Du hast vollkommen recht, mein Bester! Wenn ich das Uhrwerk meiner Lebensbetriebe nicht gehörig in Ordnung hielte, so könnt ich in einem dergleichen leidigen Falle kaum weiter existiren. Dießmal aber hat der Zeiger nur einige Stunden retardirt, und nun ist alles wieder im alten mäßigen Gange.

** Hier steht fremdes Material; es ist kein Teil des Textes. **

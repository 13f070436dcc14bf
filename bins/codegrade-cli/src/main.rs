mod commands;

use anyhow::Result;
use clap::{Parser, Subcommand};
use std::path::PathBuf;

#[derive(Parser)]
#[command(name = "codegrade-cli")]
#[command(about = "Codegrade CLI - Evaluate Python submissions locally or through the queue", long_about = None)]
struct Cli {
    #[command(subcommand)]
    command: Commands,
}

#[derive(Subcommand)]
enum Commands {
    /// Evaluate a submission against a problem and print the report
    Evaluate {
        /// Problem definition (JSON)
        #[arg(short, long)]
        problem: PathBuf,

        /// Submission source file
        #[arg(short, long)]
        code: PathBuf,

        /// Runtime config (defaults to config/runtime.json when present)
        #[arg(long)]
        config: Option<PathBuf>,

        /// Redact hidden test case details
        #[arg(long, default_value = "false")]
        public: bool,

        /// Write the JSON report here instead of stdout
        #[arg(short, long)]
        output: Option<PathBuf>,
    },

    /// Run only the static analyzers (complexity, style, security)
    Analyze {
        /// Submission source file
        #[arg(short, long)]
        code: PathBuf,
    },

    /// Queue a submission for a worker
    Submit {
        /// Problem definition (JSON)
        #[arg(short, long)]
        problem: PathBuf,

        /// Submission source file
        #[arg(short, long)]
        code: PathBuf,
    },

    /// Fetch the result of a queued submission
    Result {
        /// Job id printed by `submit`
        #[arg(short, long)]
        job_id: String,
    },
}

#[tokio::main]
async fn main() -> Result<()> {
    // Logs go to stderr so reports on stdout stay parseable
    tracing_subscriber::fmt()
        .with_env_filter(
            tracing_subscriber::EnvFilter::try_from_default_env()
                .unwrap_or_else(|_| tracing_subscriber::EnvFilter::new("info")),
        )
        .with_target(false)
        .with_writer(std::io::stderr)
        .init();

    let cli = Cli::parse();

    match cli.command {
        Commands::Evaluate {
            problem,
            code,
            config,
            public,
            output,
        } => {
            commands::evaluate(&problem, &code, config.as_deref(), public, output.as_deref())
                .await?;
        }
        Commands::Analyze { code } => {
            commands::analyze(&code)?;
        }
        Commands::Submit { problem, code } => {
            commands::submit(&problem, &code).await?;
        }
        Commands::Result { job_id } => {
            commands::fetch_result(&job_id).await?;
        }
    }

    Ok(())
}
use thiserror::Error;

/// Fatal pipeline errors. Everything local to one test case or one analyzer
/// is folded into the report instead.
#[derive(Debug, Error)]
pub enum EvalError {
    #[error("invalid problem '{problem_id}': {reason}")]
    InvalidProblem { problem_id: String, reason: String },

    #[error("static analysis task failed: {0}")]
    AnalysisTask(String),
}
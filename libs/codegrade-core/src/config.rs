// Runtime configuration for the evaluation core
use anyhow::{bail, Context, Result};
use serde::{Deserialize, Serialize};
use std::env;
use std::fs;
use std::path::Path;
use std::time::Duration;

pub const DEFAULT_CONFIG_PATH: &str = "config/runtime.json";

#[derive(Debug, Clone, Copy, PartialEq, Eq, Serialize, Deserialize)]
#[serde(rename_all = "lowercase")]
pub enum Backend {
    Process,
    Docker,
}

#[derive(Debug, Clone, PartialEq, Serialize, Deserialize)]
#[serde(default)]
pub struct DockerSettings {
    pub image: String,
    pub memory_limit_mb: u32,
    pub cpu_limit: f32,
}

impl Default for DockerSettings {
    fn default() -> Self {
        Self {
            image: "python:3.12-slim".to_string(),
            memory_limit_mb: 256,
            cpu_limit: 0.5,
        }
    }
}

#[derive(Debug, Clone, PartialEq, Serialize, Deserialize)]
#[serde(default)]
pub struct RuntimeConfig {
    /// Interpreter executable for the process backend
    pub interpreter: String,
    /// Arguments placed before `-c <unit>`
    pub args: Vec<String>,
    pub timeout_ms: u64,
    /// Capture limit per stream
    pub max_output_bytes: usize,
    pub max_parallel_tests: usize,
    pub backend: Backend,
    pub docker: DockerSettings,
}

impl Default for RuntimeConfig {
    fn default() -> Self {
        Self {
            interpreter: "python3".to_string(),
            args: vec!["-I".to_string()],
            timeout_ms: 5000,
            max_output_bytes: 1024 * 1024,
            max_parallel_tests: 4,
            backend: Backend::Process,
            docker: DockerSettings::default(),
        }
    }
}

impl RuntimeConfig {
    /// Load runtime settings from a JSON file; missing keys take defaults
    pub fn load(config_path: &Path) -> Result<Self> {
        if !config_path.exists() {
            bail!("Runtime config file not found: {}", config_path.display());
        }

        let content = fs::read_to_string(config_path)
            .with_context(|| format!("Failed to read {}", config_path.display()))?;

        let mut config: RuntimeConfig = serde_json::from_str(&content)
            .with_context(|| format!("Failed to parse {}", config_path.display()))?;

        config.apply_env_overrides()?;
        Ok(config)
    }

    /// Load with default path (config/runtime.json)
    pub fn load_default() -> Result<Self> {
        Self::load(Path::new(DEFAULT_CONFIG_PATH))
    }

    /// Load from `path` when given, else the default file when it exists,
    /// else built-in defaults
    pub fn load_or_default(path: Option<&Path>) -> Result<Self> {
        match path {
            Some(path) => Self::load(path),
            None if Path::new(DEFAULT_CONFIG_PATH).exists() => Self::load_default(),
            None => {
                let mut config = Self::default();
                config.apply_env_overrides()?;
                Ok(config)
            }
        }
    }

    pub fn timeout(&self) -> Duration {
        Duration::from_millis(self.timeout_ms)
    }

    fn apply_env_overrides(&mut self) -> Result<()> {
        self.apply_overrides(|key| env::var(key).ok())
    }

    fn apply_overrides<F>(&mut self, lookup: F) -> Result<()>
    where
        F: Fn(&str) -> Option<String>,
    {
        if let Some(interpreter) = lookup("CODEGRADE_PYTHON") {
            self.interpreter = interpreter;
        }
        if let Some(backend) = lookup("CODEGRADE_BACKEND") {
            self.backend = match backend.to_lowercase().as_str() {
                "process" => Backend::Process,
                "docker" => Backend::Docker,
                other => bail!("Invalid CODEGRADE_BACKEND '{}': expected process or docker", other),
            };
        }
        if let Some(timeout) = lookup("CODEGRADE_TIMEOUT_MS") {
            self.timeout_ms = timeout
                .parse()
                .with_context(|| format!("Invalid CODEGRADE_TIMEOUT_MS '{}'", timeout))?;
        }
        if self.max_parallel_tests == 0 {
            self.max_parallel_tests = 1;
        }
        Ok(())
    }
}
/// Correctness Executor - Orchestration of One Correctness Run
///
/// **Responsibility:**
/// Coordinate harness, engine and evaluator to produce the correctness
/// dimension for a submission.
///
/// **Architecture:**
/// 1. Parse the dedented submission; a parse failure short-circuits
/// 2. Build one runner unit per test case (harness.rs)
/// 3. Run units through the configured engine (engine.rs), bounded concurrency
/// 4. Score outcomes (evaluator.rs)
///
/// A crash, timeout or engine failure is recorded against its own test case
/// only; the remaining cases still run.

use crate::engine::ExecutionEngine;
use crate::evaluator;
use crate::harness::{self, RunOutcome};
use crate::parser;
use codegrade_common::types::{
    CorrectnessReport, Problem, TestCase, TestOutcome, TestStatus, SCORE_WEIGHTS,
};
use futures_util::stream::{self, StreamExt};
use std::time::Instant;
use tracing::{debug, info, warn};

/// Knobs for one correctness run
#[derive(Debug, Clone, Copy)]
pub struct RunSettings {
    pub max_parallel_tests: usize,
}

impl Default for RunSettings {
    fn default() -> Self {
        Self {
            max_parallel_tests: 4,
        }
    }
}

/// Every case reported as `error` because the submission does not parse
fn parse_failure_report(test_cases: &[TestCase], message: &str) -> CorrectnessReport {
    let error = format!("Submission does not parse: {}", message);
    let test_results: Vec<TestOutcome> = test_cases
        .iter()
        .map(|tc| TestOutcome {
            label: tc.label.clone(),
            status: TestStatus::Error,
            expected: tc.expected.clone(),
            actual: None,
            error: Some(error.clone()),
            hidden: tc.hidden,
            weight: tc.weight,
        })
        .collect();

    CorrectnessReport {
        score: 0,
        weight: SCORE_WEIGHTS.correctness,
        passed: 0,
        total: test_results.len(),
        test_results,
        parse_error: Some(message.to_string()),
    }
}

async fn run_case(
    engine: &dyn ExecutionEngine,
    problem: &Problem,
    submission: &str,
    test_case: &TestCase,
) -> TestOutcome {
    let unit = harness::build_runner_unit(problem.preamble.as_deref(), submission, &test_case.call);
    let start = Instant::now();

    let outcome = match engine.execute(&unit).await {
        Ok(output) => {
            if output.timed_out {
                warn!(
                    test_label = %test_case.label,
                    execution_ms = output.execution_time_ms,
                    "Execution timed out; test cannot pass"
                );
            } else if output.runtime_error {
                warn!(
                    test_label = %test_case.label,
                    exit_code = ?output.exit_code,
                    execution_ms = output.execution_time_ms,
                    "Execution failed with runtime error"
                );
            }
            harness::classify_output(&output, engine.timeout())
        }
        Err(e) => {
            warn!(
                test_label = %test_case.label,
                engine = engine.name(),
                error = %e,
                "Execution engine error"
            );
            RunOutcome::Error(format!("Execution engine error: {}", e))
        }
    };

    let result = evaluator::evaluate_test(test_case, outcome);
    debug!(
        test_label = %result.label,
        status = %result.status,
        hidden = result.hidden,
        execution_ms = start.elapsed().as_millis() as u64,
        "Test result"
    );
    result
}

/// Run every visible and hidden test case of `problem` against `submission`
pub async fn evaluate_correctness(
    submission: &str,
    problem: &Problem,
    engine: &dyn ExecutionEngine,
    settings: RunSettings,
) -> CorrectnessReport {
    let test_cases = problem.all_test_cases();
    let submission = harness::dedent(submission);

    if let Err(e) = parser::parse(&submission) {
        warn!(problem_id = %problem.id, error = %e, "Submission does not parse; skipping execution");
        return parse_failure_report(&test_cases, &e.to_string());
    }

    info!(
        problem_id = %problem.id,
        engine = engine.name(),
        test_cases = test_cases.len(),
        max_parallel_tests = settings.max_parallel_tests,
        "Running test cases"
    );

    // `buffered` keeps results in case order regardless of completion order
    let test_results: Vec<TestOutcome> = stream::iter(test_cases.iter())
        .map(|tc| run_case(engine, problem, &submission, tc))
        .buffered(settings.max_parallel_tests.max(1))
        .collect()
        .await;

    let report = evaluator::aggregate_results(test_results);
    info!(
        problem_id = %problem.id,
        score = report.score,
        passed = report.passed,
        total = report.total,
        "Correctness evaluated"
    );
    report
}

#[cfg(test)]
mod tests {
    use super::*;
    use crate::engine::ExecutionOutput;
    use anyhow::{bail, Result};
    use async_trait::async_trait;
    use serde_json::{json, Value};
    use std::sync::atomic::{AtomicUsize, Ordering};
    use std::sync::Mutex;
    use std::time::Duration;

    /// Answers by matching the driver line of the unit against scripted calls
    struct ScriptedEngine {
        replies: Vec<(&'static str, Result<ExecutionOutput, &'static str>)>,
        calls: AtomicUsize,
        in_flight: AtomicUsize,
        max_in_flight: Mutex<usize>,
        delay: Duration,
    }

    impl ScriptedEngine {
        fn new(replies: Vec<(&'static str, Result<ExecutionOutput, &'static str>)>) -> Self {
            Self {
                replies,
                calls: AtomicUsize::new(0),
                in_flight: AtomicUsize::new(0),
                max_in_flight: Mutex::new(0),
                delay: Duration::from_millis(0),
            }
        }
    }

    #[async_trait]
    impl ExecutionEngine for ScriptedEngine {
        async fn execute(&self, unit: &str) -> Result<ExecutionOutput> {
            self.calls.fetch_add(1, Ordering::SeqCst);
            let now = self.in_flight.fetch_add(1, Ordering::SeqCst) + 1;
            {
                let mut max = self.max_in_flight.lock().unwrap();
                *max = (*max).max(now);
            }
            tokio::time::sleep(self.delay).await;
            self.in_flight.fetch_sub(1, Ordering::SeqCst);

            for (call, reply) in &self.replies {
                if unit.contains(&format!("result = {}\n", call)) {
                    return match reply {
                        Ok(output) => Ok(output.clone()),
                        Err(message) => bail!("{}", message),
                    };
                }
            }
            bail!("no scripted reply for unit")
        }

        fn timeout(&self) -> Duration {
            Duration::from_secs(5)
        }

        fn name(&self) -> &'static str {
            "scripted"
        }
    }

    fn make_output(result: Value) -> ExecutionOutput {
        ExecutionOutput {
            stdout: format!("{}\n", json!({ "status": "ok", "result": result })),
            exit_code: Some(0),
            ..Default::default()
        }
    }

    fn make_test_case(call: &str, expected: Value, weight: u32) -> TestCase {
        TestCase {
            label: call.to_string(),
            call: call.to_string(),
            expected,
            ordered: true,
            weight,
            hidden: false,
        }
    }

    fn make_problem(visible: Vec<TestCase>, hidden: Vec<TestCase>) -> Problem {
        Problem {
            id: "001".to_string(),
            title: "Two Sum".to_string(),
            difficulty: "easy".to_string(),
            preamble: None,
            test_cases: visible,
            hidden_test_cases: hidden,
        }
    }

    const SUBMISSION: &str = "def two_sum(nums, target):\n    return [0, 1]\n";

    #[tokio::test]
    async fn test_mixed_outcomes_keep_case_order() {
        let engine = ScriptedEngine::new(vec![
            ("a()", Ok(make_output(json!([0, 1])))),
            ("b()", Ok(make_output(json!([1, 0])))),
            (
                "c()",
                Ok(ExecutionOutput {
                    timed_out: true,
                    ..Default::default()
                }),
            ),
            ("d()", Err("daemon unavailable")),
        ]);
        let problem = make_problem(
            vec![
                make_test_case("a()", json!([0, 1]), 1),
                make_test_case("b()", json!([0, 1]), 1),
            ],
            vec![
                make_test_case("c()", json!(1), 1),
                make_test_case("d()", json!(1), 1),
            ],
        );

        let report = evaluate_correctness(SUBMISSION, &problem, &engine, RunSettings::default()).await;

        let statuses: Vec<TestStatus> = report.test_results.iter().map(|r| r.status).collect();
        assert_eq!(
            statuses,
            vec![TestStatus::Pass, TestStatus::Fail, TestStatus::Timeout, TestStatus::Error]
        );
        assert_eq!(report.passed, 1);
        assert_eq!(report.total, 4);
        assert_eq!(report.score, 25);
        assert!(report.test_results[2].hidden);
        assert_eq!(
            report.test_results[2].error.as_deref(),
            Some("Exceeded 5s time limit.")
        );
        assert!(report.test_results[3]
            .error
            .as_deref()
            .unwrap()
            .starts_with("Execution engine error: daemon unavailable"));
    }

    #[tokio::test]
    async fn test_swapped_indices_score_zero() {
        let engine = ScriptedEngine::new(vec![
            ("two_sum([2, 7, 11, 15], 9)", Ok(make_output(json!([1, 0])))),
            ("two_sum([3, 2, 4], 6)", Ok(make_output(json!([2, 1])))),
        ]);
        let problem = make_problem(
            vec![
                make_test_case("two_sum([2, 7, 11, 15], 9)", json!([0, 1]), 1),
                make_test_case("two_sum([3, 2, 4], 6)", json!([1, 2]), 1),
            ],
            Vec::new(),
        );

        let report = evaluate_correctness(SUBMISSION, &problem, &engine, RunSettings::default()).await;
        assert_eq!(report.score, 0);
        assert!(report
            .test_results
            .iter()
            .all(|r| r.status == TestStatus::Fail));
    }

    #[tokio::test]
    async fn test_null_result_matches_null_expected() {
        let engine = ScriptedEngine::new(vec![("find()", Ok(make_output(Value::Null)))]);
        let mut case = make_test_case("find()", Value::Null, 1);
        case.ordered = false;
        let problem = make_problem(vec![case], Vec::new());

        let report = evaluate_correctness(SUBMISSION, &problem, &engine, RunSettings::default()).await;
        assert_eq!(report.test_results[0].status, TestStatus::Pass);
        assert_eq!(report.score, 100);
    }

    #[tokio::test]
    async fn test_parse_failure_spawns_nothing() {
        let engine = ScriptedEngine::new(Vec::new());
        let problem = make_problem(
            vec![make_test_case("f()", json!(1), 1)],
            vec![make_test_case("g()", json!(2), 1)],
        );

        let report =
            evaluate_correctness("def f(:\n    return 1\n", &problem, &engine, RunSettings::default())
                .await;

        assert_eq!(engine.calls.load(Ordering::SeqCst), 0);
        assert_eq!(report.score, 0);
        assert_eq!(report.total, 2);
        assert!(report.parse_error.is_some());
        assert!(report.test_results.iter().all(|r| r.status == TestStatus::Error));
        assert!(report.test_results[0]
            .error
            .as_deref()
            .unwrap()
            .starts_with("Submission does not parse"));
    }

    #[tokio::test]
    async fn test_indented_submission_is_dedented() {
        let engine = ScriptedEngine::new(vec![("f()", Ok(make_output(json!(1))))]);
        let problem = make_problem(vec![make_test_case("f()", json!(1), 1)], Vec::new());

        let report = evaluate_correctness(
            "    def f():\n        return 1\n",
            &problem,
            &engine,
            RunSettings::default(),
        )
        .await;
        assert!(report.parse_error.is_none());
        assert_eq!(report.score, 100);
    }

    #[tokio::test]
    async fn test_concurrency_is_bounded() {
        let mut engine = ScriptedEngine::new(vec![("f()", Ok(make_output(json!(1))))]);
        engine.delay = Duration::from_millis(20);
        let cases: Vec<TestCase> = (0..8).map(|_| make_test_case("f()", json!(1), 1)).collect();
        let problem = make_problem(cases, Vec::new());

        let report = evaluate_correctness(
            SUBMISSION,
            &problem,
            &engine,
            RunSettings {
                max_parallel_tests: 2,
            },
        )
        .await;

        assert_eq!(report.passed, 8);
        assert!(*engine.max_in_flight.lock().unwrap() <= 2);

        engine.calls.store(0, Ordering::SeqCst);
        *engine.max_in_flight.lock().unwrap() = 0;
        evaluate_correctness(
            SUBMISSION,
            &problem,
            &engine,
            RunSettings {
                max_parallel_tests: 1,
            },
        )
        .await;
        assert_eq!(*engine.max_in_flight.lock().unwrap(), 1);
        assert_eq!(engine.calls.load(Ordering::SeqCst), 8);
    }
}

Jedoch hab ich dir vom Verlauf des Novembers noch einiges zu bekennen. Das Außenbleiben meines Sohns drückte mich, auf mehr als Eine Weise, sehr heftig und widerwärtig; ich griff daher zu einer Arbeit, die mich ganz absorbiren sollte. Der vierte Band[40] meines Lebens lag, über zehn Jahre, in Schematen und theilweiser Ausführung, ruhig aufbewahrt, ohne daß ich gewagt hätte Arbeikt wieder vorzunehmen. Nun griff ich sie mit Gewalt an, und es gelang so weit, daß der Band, wie er liegt, gedruckt werden könnte, wenn ich nicht Hoffnung hätte den Inhalt noch reicher und bedeutender, die Behandlung aber noch vollendeter darzustellen.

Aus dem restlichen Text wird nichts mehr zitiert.